Два следующих дня были полностью загружены неотложными делами и заботами. Всю накопившуюся злобу на скоморохов и собственную дурость я направил в созидательное русло, чтобы не трепать нервы самокопанием. Как ни странно, но вынужденный трудовой "энтузазизм" дал неплохие результаты, и за эти два дня мне удалось решить наиболее сложные проблемы с заказом комплектующих к новому оборудованию и приобретением заготовок для производства колес.

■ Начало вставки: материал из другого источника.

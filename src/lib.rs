pub mod config;
pub mod core;
pub mod crawler;
pub mod error;
pub mod handlers;
pub mod utils;

pub use crate::config::Configuration;
pub use crate::core::{aggregate, AggregatedResult, ExtractionRecord, NoteExtractor, NotesPipeline};
pub use crate::crawler::{CommandCrawler, Crawler};
pub use crate::error::{NotesError, Result};
pub use crate::handlers::DocumentProcessor;
pub mod serialization;
pub mod visualization;

pub use serialization::{load_annotated_documents, save_annotated_documents, write_json};
pub use visualization::render_visualization;
use async_trait::async_trait;
use tokio::process::Command;
use tracing::info;

use crate::config::CrawlerSettings;
use crate::error::{NotesError, Result};

/// An external collaborator that fetches data and writes it under `address`.
#[async_trait]
pub trait Crawler: Send + Sync {
    async fn crawl(&self, address: &str) -> Result<()>;
}

/// Runs an external program as `program [args...] <address>`.
pub struct CommandCrawler {
    program: String,
    args: Vec<String>,
}

impl CommandCrawler {
    pub fn new(program: impl Into<String>, args: Vec<String>) -> Self {
        Self {
            program: program.into(),
            args,
        }
    }

    pub fn from_settings(settings: &CrawlerSettings) -> Self {
        Self::new(settings.program.clone(), settings.args.clone())
    }
}

#[async_trait]
impl Crawler for CommandCrawler {
    async fn crawl(&self, address: &str) -> Result<()> {
        info!("Running crawler {} for {}", self.program, address);

        let status = Command::new(&self.program)
            .args(&self.args)
            .arg(address)
            .status()
            .await
            .map_err(|e| NotesError::Crawler(format!("failed to start '{}': {}", self.program, e)))?;

        if !status.success() {
            return Err(NotesError::Crawler(format!(
                "'{}' exited with {}",
                self.program, status
            )));
        }

        Ok(())
    }
}
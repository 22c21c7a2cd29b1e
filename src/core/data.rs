use indexmap::IndexMap;
use serde::{Deserialize, Serialize};
use serde_json::Number;

/// A single attribute value attached to an extraction.
///
/// Attribute sets vary by example, so values are kept loosely typed.
/// Numbers keep whatever JSON gave them: signed, unsigned or float.
#[derive(Debug, Clone, PartialEq, Serialize, Deserialize)]
#[serde(untagged)]
pub enum AttributeValue {
    Number(Number),
    Text(String),
    NumberList(Vec<Number>),
    TextList(Vec<String>),
}

impl From<&str> for AttributeValue {
    fn from(value: &str) -> Self {
        AttributeValue::Text(value.to_string())
    }
}

impl From<String> for AttributeValue {
    fn from(value: String) -> Self {
        AttributeValue::Text(value)
    }
}

impl From<i64> for AttributeValue {
    fn from(value: i64) -> Self {
        AttributeValue::Number(value.into())
    }
}

impl From<Vec<i64>> for AttributeValue {
    fn from(value: Vec<i64>) -> Self {
        AttributeValue::NumberList(value.into_iter().map(Number::from).collect())
    }
}

/// Attribute name to value, in the order the service produced them.
pub type Attributes = IndexMap<String, AttributeValue>;

/// Character offsets (not bytes) of an extraction inside its source document.
#[derive(Debug, Clone, Copy, PartialEq, Eq, Serialize, Deserialize)]
pub struct CharInterval {
    pub start_pos: usize,
    pub end_pos: usize,
}

#[derive(Debug, Clone, PartialEq, Serialize, Deserialize)]
pub struct ExtractionRecord {
    pub extraction_class: String,
    pub extraction_text: String,
    #[serde(default)]
    pub attributes: Attributes,
    #[serde(default, skip_serializing_if = "Option::is_none")]
    pub char_interval: Option<CharInterval>,
}

impl ExtractionRecord {
    pub fn new(extraction_class: impl Into<String>, extraction_text: impl Into<String>) -> Self {
        Self {
            extraction_class: extraction_class.into(),
            extraction_text: extraction_text.into(),
            attributes: Attributes::new(),
            char_interval: None,
        }
    }

    pub fn with_attribute(mut self, name: impl Into<String>, value: impl Into<AttributeValue>) -> Self {
        self.attributes.insert(name.into(), value.into());
        self
    }

    pub fn with_char_interval(mut self, interval: CharInterval) -> Self {
        self.char_interval = Some(interval);
        self
    }

    /// Same class, text and attributes. Location is ignored.
    pub fn same_content(&self, other: &ExtractionRecord) -> bool {
        self.extraction_class == other.extraction_class
            && self.extraction_text == other.extraction_text
            && self.attributes == other.attributes
    }
}

/// A sample input paired with the extractions the model should produce for it.
#[derive(Debug, Clone, PartialEq, Serialize, Deserialize)]
pub struct ExtractionExample {
    pub text: String,
    pub extractions: Vec<ExtractionRecord>,
}

/// A source document together with every extraction found in it.
#[derive(Debug, Clone, PartialEq, Serialize, Deserialize)]
pub struct AnnotatedDocument {
    pub document_id: String,
    pub text: String,
    pub extractions: Vec<ExtractionRecord>,
}

impl AnnotatedDocument {
    pub fn new(document_id: impl Into<String>, text: impl Into<String>) -> Self {
        Self {
            document_id: document_id.into(),
            text: text.into(),
            extractions: Vec::new(),
        }
    }

    pub fn with_extractions(mut self, extractions: Vec<ExtractionRecord>) -> Self {
        self.extractions = extractions;
        self
    }
}
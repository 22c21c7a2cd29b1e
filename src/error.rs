use std::path::PathBuf;
use thiserror::Error;

pub type Result<T> = std::result::Result<T, NotesError>;

/// Errors raised while turning a notes document into grouped JSON.
#[derive(Debug, Error)]
pub enum NotesError {
    /// Input could not be read or output could not be written
    #[error("file access error at {}: {source}", path.display())]
    FileAccess {
        path: PathBuf,
        #[source]
        source: std::io::Error,
    },

    /// The extraction service failed (network, authentication, quota, bad response)
    #[error("extraction service error: {0}")]
    Service(String),

    /// A record returned by the service does not have the expected shape
    #[error("malformed extraction record: {0}")]
    DataShape(String),

    #[error("configuration error: {0}")]
    Config(String),

    #[error("crawler error: {0}")]
    Crawler(String),

    #[error("JSON error: {0}")]
    Json(#[from] serde_json::Error),
}

impl NotesError {
    pub fn file_access(path: impl Into<PathBuf>, source: std::io::Error) -> Self {
        NotesError::FileAccess {
            path: path.into(),
            source,
        }
    }

    pub fn missing_field(field: &str, index: usize) -> Self {
        NotesError::DataShape(format!("extraction {} is missing field '{}'", index, field))
    }
}

impl From<reqwest::Error> for NotesError {
    fn from(err: reqwest::Error) -> Self {
        NotesError::Service(err.to_string())
    }
}
use serde::{Deserialize, Serialize};
use std::fs;
use std::path::{Path, PathBuf};

use crate::core::data::ExtractionExample;
use crate::core::prompt::{PromptBuilder, NOTES_PROMPT_DESCRIPTION};
use crate::error::{NotesError, Result};

/// Environment variables checked for the model credential, in order.
pub const API_KEY_ENV_VARS: [&str; 2] = ["GEMINI_API_KEY", "LANGEXTRACT_API_KEY"];

#[derive(Debug, Clone, Serialize, Deserialize)]
pub struct Configuration {
    pub name: String,
    pub input_path: PathBuf,
    pub output_path: PathBuf,
    #[serde(default = "default_prompt_description")]
    pub prompt_description: String,
    #[serde(default = "PromptBuilder::notes_examples")]
    pub examples: Vec<ExtractionExample>,
    #[serde(default)]
    pub model: ModelSettings,
    #[serde(default)]
    pub extraction: ExtractionSettings,
    #[serde(default)]
    pub network: NetworkSettings,
    #[serde(default)]
    pub output: OutputSettings,
    #[serde(default, skip_serializing_if = "Option::is_none")]
    pub crawler: Option<CrawlerSettings>,
}

#[derive(Debug, Clone, Serialize, Deserialize)]
pub struct ModelSettings {
    #[serde(default = "default_model_id")]
    pub model_id: String,
    #[serde(default = "default_base_url")]
    pub base_url: String,
    #[serde(skip_serializing_if = "Option::is_none")]
    pub api_key: Option<String>,
    #[serde(default = "default_temperature")]
    pub temperature: f32,
    /// Request timeout in seconds
    #[serde(default = "default_timeout")]
    pub timeout: u64,
}

impl Default for ModelSettings {
    fn default() -> Self {
        Self {
            model_id: default_model_id(),
            base_url: default_base_url(),
            api_key: None,
            temperature: default_temperature(),
            timeout: default_timeout(),
        }
    }
}

#[derive(Debug, Clone, Serialize, Deserialize)]
pub struct ExtractionSettings {
    /// Full sweeps over the document; later passes add records the earlier ones missed
    #[serde(default = "default_passes")]
    pub passes: usize,
    /// Requests in flight at once
    #[serde(default = "default_max_workers")]
    pub max_workers: usize,
    /// Largest chunk sent in one request, in characters
    #[serde(default = "default_max_char_buffer")]
    pub max_char_buffer: usize,
    #[serde(default)]
    pub show_progress: bool,
}

impl Default for ExtractionSettings {
    fn default() -> Self {
        Self {
            passes: default_passes(),
            max_workers: default_max_workers(),
            max_char_buffer: default_max_char_buffer(),
            show_progress: false,
        }
    }
}

/// HTTP settings applied to the client that talks to the extraction service.
#[derive(Debug, Clone, Default, Serialize, Deserialize)]
pub struct NetworkSettings {
    /// Proxy for all outgoing requests, e.g. `http://127.0.0.1:7890`
    #[serde(skip_serializing_if = "Option::is_none")]
    pub proxy: Option<String>,
    #[serde(default)]
    pub accept_invalid_certs: bool,
}

#[derive(Debug, Clone, Default, Serialize, Deserialize)]
pub struct OutputSettings {
    /// Also write the annotated document as JSONL into this directory
    #[serde(skip_serializing_if = "Option::is_none")]
    pub annotated_dir: Option<PathBuf>,
    /// Render `visualization.html` next to the annotated document
    #[serde(default)]
    pub visualize: bool,
}

#[derive(Debug, Clone, Serialize, Deserialize)]
pub struct CrawlerSettings {
    pub program: String,
    #[serde(default)]
    pub args: Vec<String>,
}

fn default_prompt_description() -> String { NOTES_PROMPT_DESCRIPTION.to_string() }
fn default_model_id() -> String { "gemini-2.5-flash".to_string() }
fn default_base_url() -> String { "https://generativelanguage.googleapis.com".to_string() }
fn default_temperature() -> f32 { 0.3 }
fn default_timeout() -> u64 { 120 }
fn default_passes() -> usize { 3 }
fn default_max_workers() -> usize { 20 }
fn default_max_char_buffer() -> usize { 1000 }

impl Configuration {
    /// Load configuration from a YAML or JSON file
    pub fn from_file<P: AsRef<Path>>(path: P) -> Result<Self> {
        let path = path.as_ref();
        let content = fs::read_to_string(path)
            .map_err(|e| NotesError::file_access(path, e))?;

        let config = if path.extension().and_then(|s| s.to_str()) == Some("json") {
            serde_json::from_str(&content)?
        } else {
            serde_yaml::from_str(&content)
                .map_err(|e| NotesError::Config(format!("{}: {}", path.display(), e)))?
        };

        Ok(config)
    }

    /// Validate the configuration
    pub fn validate(&self) -> Result<()> {
        if self.model.model_id.trim().is_empty() {
            return Err(NotesError::Config("No model id defined".to_string()));
        }
        if self.extraction.passes == 0 {
            return Err(NotesError::Config("passes must be at least 1".to_string()));
        }
        if self.extraction.max_workers == 0 {
            return Err(NotesError::Config("max_workers must be at least 1".to_string()));
        }
        if self.extraction.max_char_buffer == 0 {
            return Err(NotesError::Config("max_char_buffer must be at least 1".to_string()));
        }
        if self.examples.is_empty() {
            return Err(NotesError::Config("At least one example is required".to_string()));
        }
        for (i, example) in self.examples.iter().enumerate() {
            if example.extractions.is_empty() {
                return Err(NotesError::Config(format!("Example {} has no extractions", i)));
            }
        }
        if let Some(crawler) = &self.crawler {
            if crawler.program.trim().is_empty() {
                return Err(NotesError::Config("crawler.program is empty".to_string()));
            }
        }

        Ok(())
    }

    /// The configured API key, falling back to the environment.
    pub fn resolve_api_key(&self) -> Option<String> {
        self.model.api_key.clone().or_else(|| {
            API_KEY_ENV_VARS
                .iter()
                .find_map(|var| std::env::var(var).ok().filter(|v| !v.is_empty()))
        })
    }

    /// Create an example configuration
    pub fn example() -> Self {
        Configuration {
            name: "Reading notes".to_string(),
            input_path: PathBuf::from("public/notes.txt"),
            output_path: PathBuf::from("public/extraction_results.json"),
            prompt_description: default_prompt_description(),
            examples: PromptBuilder::notes_examples(),
            model: ModelSettings::default(),
            extraction: ExtractionSettings::default(),
            network: NetworkSettings::default(),
            output: OutputSettings {
                annotated_dir: Some(PathBuf::from("public")),
                visualize: true,
            },
            crawler: None,
        }
    }
}
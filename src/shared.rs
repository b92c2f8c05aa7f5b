//! Thread-safe handle to one order book.
//!
//! Matching reads and writes both ledgers and the tape together, so the whole book sits
//! behind a single mutex; there is no finer-grained locking.

use std::sync::{Arc, Mutex, MutexGuard, PoisonError};

use crate::error::BookError;
use crate::order_book::OrderBook;
use crate::snapshot::Snapshot;
use crate::tape::TradeRecord;
use crate::types::Order;

/// Cloneable handle; clones share the same book.
#[derive(Clone, Debug)]
pub struct SharedOrderBook {
    inner: Arc<Mutex<OrderBook>>,
}

impl SharedOrderBook {
    pub fn new(book: OrderBook) -> Self {
        Self {
            inner: Arc::new(Mutex::new(book)),
        }
    }

    // Poison is ignored: submit rejects out-of-range prices before mutating, and
    // snapshot arithmetic on accepted prices cannot overflow.
    fn lock(&self) -> MutexGuard<'_, OrderBook> {
        self.inner.lock().unwrap_or_else(PoisonError::into_inner)
    }

    pub fn submit(&self, order: Order) -> Result<Vec<TradeRecord>, BookError> {
        self.lock().submit(order)
    }

    pub fn snapshot(&self) -> Snapshot {
        self.lock().snapshot()
    }

    /// Copies of the trades at or after `index`, plus the tape length to resume from.
    pub fn trades_since(&self, index: usize) -> (Vec<TradeRecord>, usize) {
        let book = self.lock();
        (book.tape().since(index).to_vec(), book.tape().len())
    }

    /// Runs `f` with shared access to the book while holding the lock.
    pub fn read<R>(&self, f: impl FnOnce(&OrderBook) -> R) -> R {
        f(&self.lock())
    }
}
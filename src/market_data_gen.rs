//! Synthetic order stream.
//!
//! Deterministic, configurable orders for replay tests, benchmarks, and the demo binary.
//! Same seed ⇒ same sequence of orders.

use rand::rngs::StdRng;
use rand::{Rng, SeedableRng};

use crate::error::BookError;
use crate::order_book::OrderBook;
use crate::types::{Order, OrderKind, Price, Quantity, Side};

/// Configuration for the synthetic order generator.
/// All ranges are inclusive. Same config + seed produces the same stream.
#[derive(Clone, Debug, serde::Serialize, serde::Deserialize)]
#[serde(default)]
pub struct GeneratorConfig {
    /// RNG seed. Same seed ⇒ same order stream.
    pub seed: u64,
    /// Number of orders returned by [`Generator::all_orders`].
    pub num_orders: usize,
    /// Probability of Buy (0.0..=1.0). Sell otherwise.
    pub buy_ratio: f64,
    /// Probability of Limit order (0.0..=1.0). Market otherwise.
    pub limit_ratio: f64,
    /// Price range in ticks for limit orders. Ignored for market.
    pub price_min: i64,
    pub price_max: i64,
    /// Decimal places of a tick: 0 gives whole prices, 2 gives cents.
    pub price_scale: u32,
    /// Quantity range, whole units. A minimum `<= 0` also yields degenerate orders.
    pub quantity_min: Quantity,
    pub quantity_max: Quantity,
    /// Number of distinct participants; order ids are `T{trader}-{n}`.
    pub num_traders: u64,
}

impl Default for GeneratorConfig {
    fn default() -> Self {
        Self {
            seed: 0,
            num_orders: 1000,
            buy_ratio: 0.5,
            limit_ratio: 0.9,
            price_min: 95,
            price_max: 105,
            price_scale: 0,
            quantity_min: 1,
            quantity_max: 100,
            num_traders: 5,
        }
    }
}

/// Deterministic order stream. Create with [`Generator::new`]; pull with [`Generator::next_order`].
pub struct Generator {
    rng: StdRng,
    config: GeneratorConfig,
    next_order: u64,
}

/// Largest tick scale a [`Price`] can carry.
const MAX_PRICE_SCALE: u32 = 28;

impl Generator {
    /// Rejects inverted quantity or price ranges and a `price_scale` above 28.
    pub fn new(config: GeneratorConfig) -> Result<Self, BookError> {
        if config.quantity_min > config.quantity_max {
            return Err(BookError::InvalidConfig(format!(
                "quantity_min {} is above quantity_max {}",
                config.quantity_min, config.quantity_max
            )));
        }
        if config.price_min > config.price_max {
            return Err(BookError::InvalidConfig(format!(
                "price_min {} is above price_max {}",
                config.price_min, config.price_max
            )));
        }
        if config.price_scale > MAX_PRICE_SCALE {
            return Err(BookError::InvalidConfig(format!(
                "price_scale {} exceeds {}",
                config.price_scale, MAX_PRICE_SCALE
            )));
        }
        let rng = StdRng::seed_from_u64(config.seed);
        Ok(Self {
            rng,
            config,
            next_order: 1,
        })
    }

    /// Generates the next order. Advances the counter and the RNG.
    pub fn next_order(&mut self) -> Order {
        let n = self.next_order;
        self.next_order += 1;
        let trader = self.rng.gen_range(1..=self.config.num_traders.max(1));
        let side = if self.rng.gen::<f64>() < self.config.buy_ratio {
            Side::Buy
        } else {
            Side::Sell
        };
        let kind = if self.rng.gen::<f64>() < self.config.limit_ratio {
            OrderKind::Limit
        } else {
            OrderKind::Market
        };
        let quantity = self
            .rng
            .gen_range(self.config.quantity_min..=self.config.quantity_max);
        let price = match kind {
            OrderKind::Limit => {
                let ticks = self
                    .rng
                    .gen_range(self.config.price_min..=self.config.price_max);
                Some(Price::new(ticks, self.config.price_scale))
            }
            OrderKind::Market => None,
        };
        Order {
            id: format!("T{}-{}", trader, n).into(),
            side,
            kind,
            price,
            quantity,
        }
    }

    pub fn take_orders(&mut self, n: usize) -> Vec<Order> {
        (0..n).map(|_| self.next_order()).collect()
    }

    /// The full stream as defined by `config.num_orders`.
    pub fn all_orders(&mut self) -> Vec<Order> {
        self.take_orders(self.config.num_orders)
    }
}

/// Submits every order in turn. Returns the total number of trades, or the first error.
pub fn replay_into_book(
    book: &mut OrderBook,
    orders: impl IntoIterator<Item = Order>,
) -> Result<usize, BookError> {
    let mut total_trades = 0usize;
    for order in orders {
        total_trades += book.submit(order)?.len();
    }
    Ok(total_trades)
}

12 апреля на Волхове начался запоздавший почти на две недели ледоход, и пришла настоящая весна. Видимо, черная полоса в нашей жизни наконец закончилась, и, пока мы занимались шоу-бизнесом, неподалеку от мастерской заработала простаивавшая из-за распутицы корабельная верфь, на которой мне удалось договориться о покупке древесных отходов и коротья. Владел верфью корабельный мастер Василий Плотник, почему-то не ужившийся со своими коллегами на новгородских верфях, расположенных на реке Оскуя. Заказов у корабелов практически не было, и любая копейка ценилась, как рубль. Лес корабелы использовали отменный, но обрезки досок и бруса продавали за бесценок на дрова, а так как зима была на исходе, то и этот приработок закончился.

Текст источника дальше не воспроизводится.